Don't forget to bust your 'girlie' moves
As you know BW and I just returned from a couple of weeks in Hawaii. It was glorious. The temperatures ranged from the high 80s during the day to the bone-jarring low 70s at night.
Hawaiians wear sheep line coats and hoodies when it gets that cold. I said to a local, "Why don't you come to Indiana if you want to know what cold is?" He said, "Why would I want to do that?" I had no answer.
Which brings me to the hula. The hula supposedly is used to tell a story. Of course when in Hawaii one must experience the hula dance and most entertainment venues harass Hoosiers and other mainlanders to come out of the audience and learn to do the hula. It is embarrassing. I resemble a constipated sumo wrestler trying to feel his way to Fort Necessity through a bamboo forest at night.

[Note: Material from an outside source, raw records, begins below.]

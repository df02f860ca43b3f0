//! # followcover Prelude
//!
//! The most commonly used types and functions from the followcover library. Import this
//! module to build, load and cover a follows network with a single `use`.

// ================================================================================================
// Core Types and Error Handling
// ================================================================================================

/// The main error type for all followcover operations
pub use crate::Error;

/// The result type used throughout followcover
pub use crate::Result;

// ================================================================================================
// Graph Model
// ================================================================================================

/// Vertex identity, edges, vertex snapshots and the network itself
pub use crate::graph::{Edge, FollowGraph, GraphBuilder, Vertex, VertexId};

// ================================================================================================
// Loading
// ================================================================================================

/// Edge-list parsing and loading
pub use crate::loader::{load_graph, load_graph_from_mem, EdgeLines, EdgeListLoader, LoadStats};

// ================================================================================================
// Utilities
// ================================================================================================

/// Ordering helpers for in-degree rankings
pub use crate::utils::{sort_by_value, SortOrder};
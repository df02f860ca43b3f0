//! Line parser for edge-list text.
//!
//! Each data line holds two integer user ids separated by ASCII whitespace: the follower
//! first, the followed user second. Blank lines and comment lines (first non-blank
//! character `#` or `%`, as written by SNAP and KONECT exports) are skipped.

use crate::{
    graph::{Edge, VertexId},
    Result,
};

/// Iterator over the edges in an edge-list buffer.
///
/// Yields one [`Edge`] per data line. The first malformed line produces an
/// [`Error::Malformed`](crate::Error::Malformed) carrying its 1-based line number, after
/// which the iterator is exhausted.
///
/// # Examples
///
/// ```rust
/// use followcover::{loader::EdgeLines, VertexId};
///
/// let mut lines = EdgeLines::new(b"# users\n0 1\n\n2\t1\n");
/// let edges = lines.by_ref().collect::<followcover::Result<Vec<_>>>()?;
///
/// assert_eq!(edges.len(), 2);
/// assert_eq!(edges[1].start(), VertexId::new(2));
/// assert_eq!(lines.skipped(), 2);
/// # Ok::<(), followcover::Error>(())
/// ```
pub struct EdgeLines<'a> {
    data: &'a [u8],
    /// Offset of the next unread byte
    position: usize,
    /// Number of lines consumed so far
    line: usize,
    skipped: usize,
    failed: bool,
}

impl<'a> EdgeLines<'a> {
    /// Creates a parser over `data`.
    #[must_use]
    pub fn new(data: &'a [u8]) -> Self {
        EdgeLines {
            data,
            position: 0,
            line: 0,
            skipped: 0,
            failed: false,
        }
    }

    /// Number of blank and comment lines passed over so far.
    #[must_use]
    pub fn skipped(&self) -> usize {
        self.skipped
    }

    /// Number of lines consumed so far.
    #[must_use]
    pub fn lines(&self) -> usize {
        self.line
    }

    fn next_line(&mut self) -> Option<&'a [u8]> {
        if self.position >= self.data.len() {
            return None;
        }

        let rest = &self.data[self.position..];
        let (line, consumed) = match rest.iter().position(|&b| b == b'\n') {
            Some(end) => (&rest[..end], end + 1),
            None => (rest, rest.len()),
        };
        self.position += consumed;
        self.line += 1;
        Some(line)
    }

    fn parse_line(&self, raw: &[u8]) -> Result<Option<Edge>> {
        let text = std::str::from_utf8(raw)
            .map_err(|_| malformed_error!(self.line, "line is not valid UTF-8"))?;
        let text = text.trim();

        if text.is_empty() || text.starts_with('#') || text.starts_with('%') {
            return Ok(None);
        }

        let mut fields = text.split_ascii_whitespace();
        let (Some(from), Some(to), None) = (fields.next(), fields.next(), fields.next()) else {
            return Err(malformed_error!(
                self.line,
                "expected 2 fields `<from> <to>`, found `{}`",
                text
            ));
        };

        Ok(Some(Edge::new(self.parse_id(from)?, self.parse_id(to)?)))
    }

    fn parse_id(&self, field: &str) -> Result<VertexId> {
        field
            .parse::<VertexId>()
            .map_err(|e| malformed_error!(self.line, "invalid vertex id `{}`: {}", field, e))
    }
}

impl Iterator for EdgeLines<'_> {
    type Item = Result<Edge>;

    fn next(&mut self) -> Option<Self::Item> {
        if self.failed {
            return None;
        }

        while let Some(raw) = self.next_line() {
            match self.parse_line(raw) {
                Ok(Some(edge)) => return Some(Ok(edge)),
                Ok(None) => self.skipped += 1,
                Err(error) => {
                    self.failed = true;
                    return Some(Err(error));
                }
            }
        }
        None
    }
}
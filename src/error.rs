use thiserror::Error;

use crate::graph::VertexId;

macro_rules! malformed_error {
    // Single string version
    ($line:expr, $msg:expr) => {
        crate::Error::Malformed {
            message: $msg.to_string(),
            line: $line,
        }
    };

    // Format string with arguments version
    ($line:expr, $fmt:expr, $($arg:tt)*) => {
        crate::Error::Malformed {
            message: format!($fmt, $($arg)*),
            line: $line,
        }
    };
}

/// The generic Error type, which provides coverage for all errors this library can potentially
/// return.
///
/// Failures fall into two kinds that callers are expected to branch on: an operation received
/// an argument it cannot act upon ([`Error::InvalidArgument`]), or a query referenced something
/// that was never registered or never observed ([`Error::VertexNotFound`],
/// [`Error::InDegreeNotFound`], [`Error::EdgeCountNotFound`]). [`Error::is_not_found`] groups
/// the latter. None of these signal corruption; graph state is unchanged after any failure.
///
/// # Error Categories
///
/// ## Graph Errors
/// - [`Error::InvalidArgument`] - Missing identifier or edge between unregistered vertices
/// - [`Error::VertexNotFound`] - Lookup of an id that was never registered
/// - [`Error::InDegreeNotFound`] - In-degree query for a vertex that never received an edge
/// - [`Error::EdgeCountNotFound`] - Multiplicity query for a vertex pair with no edge
///
/// ## Loading Errors
/// - [`Error::Malformed`] - An edge-list line could not be parsed
/// - [`Error::FileError`] - Filesystem I/O errors
///
/// # Examples
///
/// ```rust
/// use followcover::{Error, FollowGraph, VertexId};
///
/// let mut graph = FollowGraph::new();
/// graph.add_vertex(VertexId::new(1));
///
/// match graph.in_degree(VertexId::new(1)) {
///     Ok(degree) => println!("in-degree: {degree}"),
///     Err(Error::InDegreeNotFound(id)) => println!("{id} has no followers yet"),
///     Err(e) => println!("Other error: {e}"),
/// }
/// ```
#[derive(Error, Debug)]
pub enum Error {
    /// An operation was given an argument it cannot act upon.
    ///
    /// Raised for a missing vertex identifier and for [`crate::FollowGraph::add_edge`]
    /// calls naming a vertex that has not been registered.
    #[error("Invalid argument - {0}")]
    InvalidArgument(String),

    /// The requested vertex is not registered in the graph.
    #[error("Vertex {0} is not registered in the graph")]
    VertexNotFound(VertexId),

    /// The vertex has never been the target of an edge.
    ///
    /// In-degrees are recorded lazily; an absent entry is reported instead of
    /// being read as zero.
    #[error("No in-degree has been recorded for vertex {0}")]
    InDegreeNotFound(VertexId),

    /// No edge from `from` into `target` has ever been added.
    #[error("Vertex {target} has no incoming edge from vertex {from}")]
    EdgeCountNotFound {
        /// The vertex whose incoming edges were queried
        target: VertexId,
        /// The queried source vertex
        from: VertexId,
    },

    /// An edge list could not be parsed.
    ///
    /// # Fields
    ///
    /// * `message` - Detailed description of what was malformed
    /// * `line` - 1-based line number in the input
    #[error("Malformed edge list - line {line}: {message}")]
    Malformed {
        /// The message to be printed for the Malformed error
        message: String,
        /// The input line on which the error was detected
        line: usize,
    },

    /// File I/O error.
    ///
    /// Wraps standard I/O errors that can occur while opening or mapping
    /// an edge-list file.
    #[error("{0}")]
    FileError(#[from] std::io::Error),
}

impl Error {
    /// Returns `true` for the not-found kind: a query referenced a vertex or relation
    /// that was never registered or observed.
    #[must_use]
    pub fn is_not_found(&self) -> bool {
        matches!(
            self,
            Error::VertexNotFound(_) | Error::InDegreeNotFound(_) | Error::EdgeCountNotFound { .. }
        )
    }

    /// Returns `true` if this is an [`Error::InvalidArgument`].
    #[must_use]
    pub fn is_invalid_argument(&self) -> bool {
        matches!(self, Error::InvalidArgument(_))
    }
}

#[cfg(test)]
mod tests {
    use super::*;

    #[test]
    fn test_not_found_kind() {
        assert!(Error::VertexNotFound(VertexId::new(1)).is_not_found());
        assert!(Error::InDegreeNotFound(VertexId::new(1)).is_not_found());
        assert!(Error::EdgeCountNotFound {
            target: VertexId::new(1),
            from: VertexId::new(2),
        }
        .is_not_found());
        assert!(!Error::InvalidArgument("x".to_string()).is_not_found());
    }

    #[test]
    fn test_invalid_argument_kind() {
        assert!(Error::InvalidArgument("x".to_string()).is_invalid_argument());
        assert!(!Error::VertexNotFound(VertexId::new(3)).is_invalid_argument());
    }

    #[test]
    fn test_malformed_macro() {
        let err = malformed_error!(7, "expected {} fields", 2);
        match err {
            Error::Malformed { message, line } => {
                assert_eq!(line, 7);
                assert_eq!(message, "expected 2 fields");
            }
            other => panic!("unexpected error: {other:?}"),
        }
    }

    #[test]
    fn test_display_messages() {
        let err = Error::EdgeCountNotFound {
            target: VertexId::new(1),
            from: VertexId::new(2),
        };
        assert_eq!(
            err.to_string(),
            "Vertex 1 has no incoming edge from vertex 2"
        );
        assert_eq!(
            Error::VertexNotFound(VertexId::new(5)).to_string(),
            "Vertex 5 is not registered in the graph"
        );
    }
}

Of course the hula is performed by beautiful wahines (single girls to Hoosiers) who move gracefully about while mainlanders clump about like Junior Samples trying to stamp out the fire under his still. Hairy legged boys also dance in very manly warrior moves. They scare me. OK, Hula Honeys, let's see you do a Midwestern square dance and see how clumsy you are.
The islanders say, with a straight face, the story is told with the hands unlike the Tahitians who tell the story with their hips. Either way I get the message.
It all begins with the feet. The feet bones are connected to the leg bones which oddly enough are connected to the hip bones. The wahines move their feet as if they are trying to gently feel their way across an unfamiliar rocky road in the dark and that movement is exaggerated when the hips move also. Now I get it.
I can't determine if they are telling a story or giving directions on how to get to Indy from Calvertville. The arms and hands are used extensively. First, one arm is extended to one side as if to say, "You go that way." Then the other arm is extended as if to say, "No, that is not the way, go that way." Then they are both extended as if to say, "I caught one this big," and everyone snickers and says sure, sure. Then both arms are extended to one side as if to say, "I really, really mean it this is the way over here." Then they are extended to the other side as if to say, "No, I was wrong. I am sorry because on further thought this is the way over here." Then to the front while implying, "You might want to try this way," then overhead as if to say, "No, no it is up there some times" or "Touchdown Hoosiers." I'm not sure what they are saying.
Back to the hip movement. When the wahines move their hips it looks like two large barn cats fighting over a mouse in a toe sack. To the uneducated and unwashed, me, there are only three or four movements and after a time I begin to feel, "I've seen this before. Bust a new move girlies."